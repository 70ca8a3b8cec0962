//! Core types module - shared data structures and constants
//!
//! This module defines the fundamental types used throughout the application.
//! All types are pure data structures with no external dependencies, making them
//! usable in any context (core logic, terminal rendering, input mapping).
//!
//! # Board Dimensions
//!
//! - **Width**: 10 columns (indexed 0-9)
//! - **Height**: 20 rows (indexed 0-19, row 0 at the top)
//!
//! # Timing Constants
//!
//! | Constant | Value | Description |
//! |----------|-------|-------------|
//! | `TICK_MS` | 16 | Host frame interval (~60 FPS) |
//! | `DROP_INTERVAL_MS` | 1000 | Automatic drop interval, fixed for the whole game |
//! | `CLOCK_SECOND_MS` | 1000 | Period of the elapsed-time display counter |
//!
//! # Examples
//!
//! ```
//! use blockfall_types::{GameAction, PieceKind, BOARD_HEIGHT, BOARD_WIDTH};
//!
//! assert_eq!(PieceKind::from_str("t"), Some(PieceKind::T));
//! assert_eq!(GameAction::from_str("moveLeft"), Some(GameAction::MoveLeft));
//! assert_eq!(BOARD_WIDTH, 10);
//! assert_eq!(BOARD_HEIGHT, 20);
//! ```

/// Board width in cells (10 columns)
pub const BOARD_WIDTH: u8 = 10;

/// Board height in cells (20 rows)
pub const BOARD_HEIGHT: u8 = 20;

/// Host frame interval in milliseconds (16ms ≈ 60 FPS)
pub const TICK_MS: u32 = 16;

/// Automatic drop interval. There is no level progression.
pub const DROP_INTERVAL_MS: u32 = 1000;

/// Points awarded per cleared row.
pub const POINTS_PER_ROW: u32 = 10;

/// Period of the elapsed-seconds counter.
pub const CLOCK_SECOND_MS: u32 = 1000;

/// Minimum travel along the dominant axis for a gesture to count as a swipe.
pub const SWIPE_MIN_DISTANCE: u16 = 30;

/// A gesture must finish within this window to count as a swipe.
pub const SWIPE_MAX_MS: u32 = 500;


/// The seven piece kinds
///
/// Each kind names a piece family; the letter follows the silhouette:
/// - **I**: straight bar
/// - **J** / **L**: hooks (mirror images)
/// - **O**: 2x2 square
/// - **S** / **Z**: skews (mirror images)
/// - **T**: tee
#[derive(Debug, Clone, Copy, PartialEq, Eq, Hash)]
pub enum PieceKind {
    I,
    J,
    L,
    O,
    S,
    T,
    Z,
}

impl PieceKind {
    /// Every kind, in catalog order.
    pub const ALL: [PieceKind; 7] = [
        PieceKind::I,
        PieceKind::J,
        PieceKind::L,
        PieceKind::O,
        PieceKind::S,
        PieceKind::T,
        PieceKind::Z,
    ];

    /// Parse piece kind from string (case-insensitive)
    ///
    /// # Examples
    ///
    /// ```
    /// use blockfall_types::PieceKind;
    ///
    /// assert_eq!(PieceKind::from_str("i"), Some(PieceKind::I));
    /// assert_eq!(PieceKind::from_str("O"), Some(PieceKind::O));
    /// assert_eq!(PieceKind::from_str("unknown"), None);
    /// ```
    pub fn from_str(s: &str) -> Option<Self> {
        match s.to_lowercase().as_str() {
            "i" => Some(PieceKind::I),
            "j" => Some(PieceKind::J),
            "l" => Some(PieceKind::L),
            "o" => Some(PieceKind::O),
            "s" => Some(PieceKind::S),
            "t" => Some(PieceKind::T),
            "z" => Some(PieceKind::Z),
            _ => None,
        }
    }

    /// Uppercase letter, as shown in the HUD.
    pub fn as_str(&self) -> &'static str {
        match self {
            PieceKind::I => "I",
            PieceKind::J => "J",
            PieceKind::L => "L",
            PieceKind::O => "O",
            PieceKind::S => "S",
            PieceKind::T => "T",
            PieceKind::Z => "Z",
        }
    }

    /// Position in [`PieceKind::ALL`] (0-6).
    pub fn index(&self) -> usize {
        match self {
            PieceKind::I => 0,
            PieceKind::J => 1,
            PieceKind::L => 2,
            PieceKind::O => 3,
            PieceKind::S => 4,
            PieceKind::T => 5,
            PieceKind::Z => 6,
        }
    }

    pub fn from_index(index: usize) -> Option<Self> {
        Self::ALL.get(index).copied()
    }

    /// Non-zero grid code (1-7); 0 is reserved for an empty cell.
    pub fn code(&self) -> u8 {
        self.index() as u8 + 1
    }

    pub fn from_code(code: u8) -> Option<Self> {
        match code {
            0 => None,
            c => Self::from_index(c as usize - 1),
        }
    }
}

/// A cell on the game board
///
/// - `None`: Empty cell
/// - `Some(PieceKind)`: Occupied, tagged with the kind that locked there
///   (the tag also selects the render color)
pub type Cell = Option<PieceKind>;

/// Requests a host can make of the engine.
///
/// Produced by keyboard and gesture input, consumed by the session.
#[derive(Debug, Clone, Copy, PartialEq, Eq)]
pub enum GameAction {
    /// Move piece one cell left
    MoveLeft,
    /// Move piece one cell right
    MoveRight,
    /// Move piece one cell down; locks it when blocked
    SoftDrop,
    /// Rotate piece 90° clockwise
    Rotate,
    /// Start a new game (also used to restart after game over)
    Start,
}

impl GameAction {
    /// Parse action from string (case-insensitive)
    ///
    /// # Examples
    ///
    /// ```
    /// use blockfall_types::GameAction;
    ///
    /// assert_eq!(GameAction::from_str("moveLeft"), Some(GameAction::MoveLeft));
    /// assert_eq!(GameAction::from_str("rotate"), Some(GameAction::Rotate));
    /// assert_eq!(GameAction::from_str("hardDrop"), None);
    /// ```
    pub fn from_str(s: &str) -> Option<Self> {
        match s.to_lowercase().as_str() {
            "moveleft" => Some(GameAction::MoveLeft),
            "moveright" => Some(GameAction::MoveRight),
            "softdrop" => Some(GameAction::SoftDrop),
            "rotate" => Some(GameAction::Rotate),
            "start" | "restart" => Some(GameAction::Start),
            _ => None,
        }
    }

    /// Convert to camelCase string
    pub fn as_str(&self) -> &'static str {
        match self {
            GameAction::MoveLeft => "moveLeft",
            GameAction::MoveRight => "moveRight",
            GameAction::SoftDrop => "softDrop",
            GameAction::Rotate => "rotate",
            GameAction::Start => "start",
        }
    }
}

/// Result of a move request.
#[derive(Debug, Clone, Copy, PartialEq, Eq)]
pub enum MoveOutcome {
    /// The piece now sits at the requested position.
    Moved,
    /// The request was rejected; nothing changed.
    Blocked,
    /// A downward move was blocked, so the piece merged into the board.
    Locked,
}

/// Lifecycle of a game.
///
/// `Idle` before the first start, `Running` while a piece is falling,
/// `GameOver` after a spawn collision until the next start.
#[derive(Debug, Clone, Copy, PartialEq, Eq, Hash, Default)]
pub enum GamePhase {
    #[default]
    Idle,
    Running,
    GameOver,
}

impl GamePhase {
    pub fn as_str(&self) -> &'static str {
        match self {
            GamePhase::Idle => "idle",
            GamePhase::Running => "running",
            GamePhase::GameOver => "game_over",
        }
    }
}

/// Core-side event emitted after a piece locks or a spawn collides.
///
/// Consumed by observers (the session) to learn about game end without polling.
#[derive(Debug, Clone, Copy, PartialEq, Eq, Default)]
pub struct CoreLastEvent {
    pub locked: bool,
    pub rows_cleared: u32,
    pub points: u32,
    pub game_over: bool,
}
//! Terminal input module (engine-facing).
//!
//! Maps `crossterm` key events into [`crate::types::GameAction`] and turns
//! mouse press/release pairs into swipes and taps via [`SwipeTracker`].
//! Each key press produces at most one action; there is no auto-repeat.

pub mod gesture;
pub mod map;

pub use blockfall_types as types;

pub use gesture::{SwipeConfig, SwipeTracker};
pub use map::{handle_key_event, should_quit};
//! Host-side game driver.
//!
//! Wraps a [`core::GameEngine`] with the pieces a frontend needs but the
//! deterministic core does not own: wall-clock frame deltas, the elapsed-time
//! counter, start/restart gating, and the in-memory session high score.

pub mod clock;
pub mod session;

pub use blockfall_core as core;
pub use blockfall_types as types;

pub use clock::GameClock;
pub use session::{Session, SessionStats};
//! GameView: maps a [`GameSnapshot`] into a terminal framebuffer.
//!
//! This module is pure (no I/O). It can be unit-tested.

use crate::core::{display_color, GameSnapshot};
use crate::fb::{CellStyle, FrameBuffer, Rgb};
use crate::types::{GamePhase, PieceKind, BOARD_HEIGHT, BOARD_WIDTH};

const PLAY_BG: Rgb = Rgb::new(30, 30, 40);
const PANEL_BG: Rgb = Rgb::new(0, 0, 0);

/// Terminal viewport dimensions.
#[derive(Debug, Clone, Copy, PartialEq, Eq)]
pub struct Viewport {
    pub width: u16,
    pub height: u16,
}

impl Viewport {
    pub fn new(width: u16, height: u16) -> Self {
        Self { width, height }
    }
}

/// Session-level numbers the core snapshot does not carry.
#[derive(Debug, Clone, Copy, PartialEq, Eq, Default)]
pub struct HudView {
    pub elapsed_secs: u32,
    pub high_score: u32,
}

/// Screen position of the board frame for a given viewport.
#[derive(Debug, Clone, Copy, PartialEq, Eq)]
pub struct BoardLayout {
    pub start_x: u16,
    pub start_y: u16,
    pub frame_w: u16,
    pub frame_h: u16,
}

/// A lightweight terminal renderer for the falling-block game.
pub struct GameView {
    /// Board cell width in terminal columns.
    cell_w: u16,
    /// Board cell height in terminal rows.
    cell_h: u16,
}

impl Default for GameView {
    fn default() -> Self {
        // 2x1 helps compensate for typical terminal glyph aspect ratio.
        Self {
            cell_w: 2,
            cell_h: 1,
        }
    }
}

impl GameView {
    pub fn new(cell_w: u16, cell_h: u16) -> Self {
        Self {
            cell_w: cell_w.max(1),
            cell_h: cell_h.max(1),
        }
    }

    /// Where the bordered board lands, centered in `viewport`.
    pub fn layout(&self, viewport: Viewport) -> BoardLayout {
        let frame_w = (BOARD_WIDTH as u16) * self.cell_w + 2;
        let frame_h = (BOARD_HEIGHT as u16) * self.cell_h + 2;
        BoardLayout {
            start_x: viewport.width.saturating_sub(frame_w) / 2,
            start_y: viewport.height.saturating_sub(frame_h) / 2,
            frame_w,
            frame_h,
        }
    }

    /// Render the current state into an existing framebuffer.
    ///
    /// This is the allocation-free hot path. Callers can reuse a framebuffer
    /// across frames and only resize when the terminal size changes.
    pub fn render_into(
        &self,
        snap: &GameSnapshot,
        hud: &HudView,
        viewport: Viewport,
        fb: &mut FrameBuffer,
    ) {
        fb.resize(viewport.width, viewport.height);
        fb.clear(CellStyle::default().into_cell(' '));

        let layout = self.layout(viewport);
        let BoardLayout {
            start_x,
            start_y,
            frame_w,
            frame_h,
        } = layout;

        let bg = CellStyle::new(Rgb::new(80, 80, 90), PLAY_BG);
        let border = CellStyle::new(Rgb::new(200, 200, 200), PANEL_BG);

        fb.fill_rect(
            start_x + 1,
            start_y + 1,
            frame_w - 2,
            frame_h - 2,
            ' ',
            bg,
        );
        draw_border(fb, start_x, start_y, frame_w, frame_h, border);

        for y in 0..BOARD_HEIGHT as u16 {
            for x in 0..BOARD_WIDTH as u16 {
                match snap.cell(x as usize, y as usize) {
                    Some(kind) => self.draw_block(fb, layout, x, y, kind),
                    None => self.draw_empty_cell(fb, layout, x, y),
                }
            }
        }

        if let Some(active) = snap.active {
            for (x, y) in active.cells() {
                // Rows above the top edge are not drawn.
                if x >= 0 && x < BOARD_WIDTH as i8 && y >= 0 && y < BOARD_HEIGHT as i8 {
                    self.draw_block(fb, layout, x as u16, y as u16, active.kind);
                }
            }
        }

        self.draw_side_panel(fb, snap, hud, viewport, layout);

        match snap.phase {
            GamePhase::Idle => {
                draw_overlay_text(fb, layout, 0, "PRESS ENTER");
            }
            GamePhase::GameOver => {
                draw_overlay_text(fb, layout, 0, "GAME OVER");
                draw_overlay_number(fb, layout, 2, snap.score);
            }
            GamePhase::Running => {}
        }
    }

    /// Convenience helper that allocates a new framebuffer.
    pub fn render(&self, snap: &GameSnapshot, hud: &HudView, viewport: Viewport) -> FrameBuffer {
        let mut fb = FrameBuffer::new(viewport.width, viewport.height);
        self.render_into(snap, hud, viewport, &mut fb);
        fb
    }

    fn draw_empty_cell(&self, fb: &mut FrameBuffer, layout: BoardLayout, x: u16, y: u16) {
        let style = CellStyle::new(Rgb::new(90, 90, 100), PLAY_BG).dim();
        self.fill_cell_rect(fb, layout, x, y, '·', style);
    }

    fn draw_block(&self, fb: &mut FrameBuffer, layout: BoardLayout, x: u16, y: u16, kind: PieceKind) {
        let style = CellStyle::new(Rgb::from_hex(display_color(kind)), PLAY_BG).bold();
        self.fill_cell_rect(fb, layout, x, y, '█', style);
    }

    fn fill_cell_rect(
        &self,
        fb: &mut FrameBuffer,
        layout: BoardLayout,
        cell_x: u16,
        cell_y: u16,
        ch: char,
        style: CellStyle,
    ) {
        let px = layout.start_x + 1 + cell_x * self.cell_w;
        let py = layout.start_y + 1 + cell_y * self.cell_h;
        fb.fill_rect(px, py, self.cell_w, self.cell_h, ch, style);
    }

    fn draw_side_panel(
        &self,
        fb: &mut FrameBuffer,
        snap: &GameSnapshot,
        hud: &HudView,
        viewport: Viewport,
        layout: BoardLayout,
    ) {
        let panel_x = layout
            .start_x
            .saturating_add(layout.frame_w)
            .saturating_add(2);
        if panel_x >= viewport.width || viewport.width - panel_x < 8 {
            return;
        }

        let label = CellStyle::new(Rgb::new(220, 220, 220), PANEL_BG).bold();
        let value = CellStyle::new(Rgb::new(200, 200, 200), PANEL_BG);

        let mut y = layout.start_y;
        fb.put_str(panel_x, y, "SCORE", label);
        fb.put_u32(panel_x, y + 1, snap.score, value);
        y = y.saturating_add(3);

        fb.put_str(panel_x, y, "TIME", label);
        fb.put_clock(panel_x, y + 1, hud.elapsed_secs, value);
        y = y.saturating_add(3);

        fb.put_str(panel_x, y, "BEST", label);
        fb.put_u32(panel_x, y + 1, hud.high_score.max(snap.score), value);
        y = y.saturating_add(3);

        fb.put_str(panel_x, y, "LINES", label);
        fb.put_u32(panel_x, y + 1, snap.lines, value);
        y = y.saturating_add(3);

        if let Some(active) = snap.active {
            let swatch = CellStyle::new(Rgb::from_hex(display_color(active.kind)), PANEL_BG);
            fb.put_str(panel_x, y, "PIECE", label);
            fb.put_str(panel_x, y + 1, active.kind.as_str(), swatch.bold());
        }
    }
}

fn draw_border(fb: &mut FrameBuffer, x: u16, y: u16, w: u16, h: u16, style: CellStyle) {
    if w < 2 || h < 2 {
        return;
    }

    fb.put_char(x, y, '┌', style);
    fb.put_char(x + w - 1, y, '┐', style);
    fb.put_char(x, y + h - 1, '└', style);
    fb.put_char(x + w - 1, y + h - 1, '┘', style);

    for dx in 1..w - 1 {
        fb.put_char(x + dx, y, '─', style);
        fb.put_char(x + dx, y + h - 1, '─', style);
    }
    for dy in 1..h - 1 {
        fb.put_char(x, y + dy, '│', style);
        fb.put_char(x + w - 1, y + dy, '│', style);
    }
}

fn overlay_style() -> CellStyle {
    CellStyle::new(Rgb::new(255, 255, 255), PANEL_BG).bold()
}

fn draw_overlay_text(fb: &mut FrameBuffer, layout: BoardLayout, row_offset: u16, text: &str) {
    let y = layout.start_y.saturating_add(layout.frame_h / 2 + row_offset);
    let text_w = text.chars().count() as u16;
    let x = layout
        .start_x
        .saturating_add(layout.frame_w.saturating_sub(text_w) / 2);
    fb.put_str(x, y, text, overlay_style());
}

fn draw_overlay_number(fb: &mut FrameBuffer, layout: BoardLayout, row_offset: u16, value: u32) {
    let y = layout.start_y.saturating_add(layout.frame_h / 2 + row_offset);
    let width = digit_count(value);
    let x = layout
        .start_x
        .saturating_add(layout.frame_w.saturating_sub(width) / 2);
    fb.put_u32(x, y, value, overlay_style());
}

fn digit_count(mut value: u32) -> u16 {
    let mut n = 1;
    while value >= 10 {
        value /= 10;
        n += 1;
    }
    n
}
§
### How to complete this task
Working from the entries above, filter out every line that lacks "level" and copy what remains.

### Output below
/// Automatic drop interval. There is no level progression.
/// Session-level numbers the core snapshot does not carry.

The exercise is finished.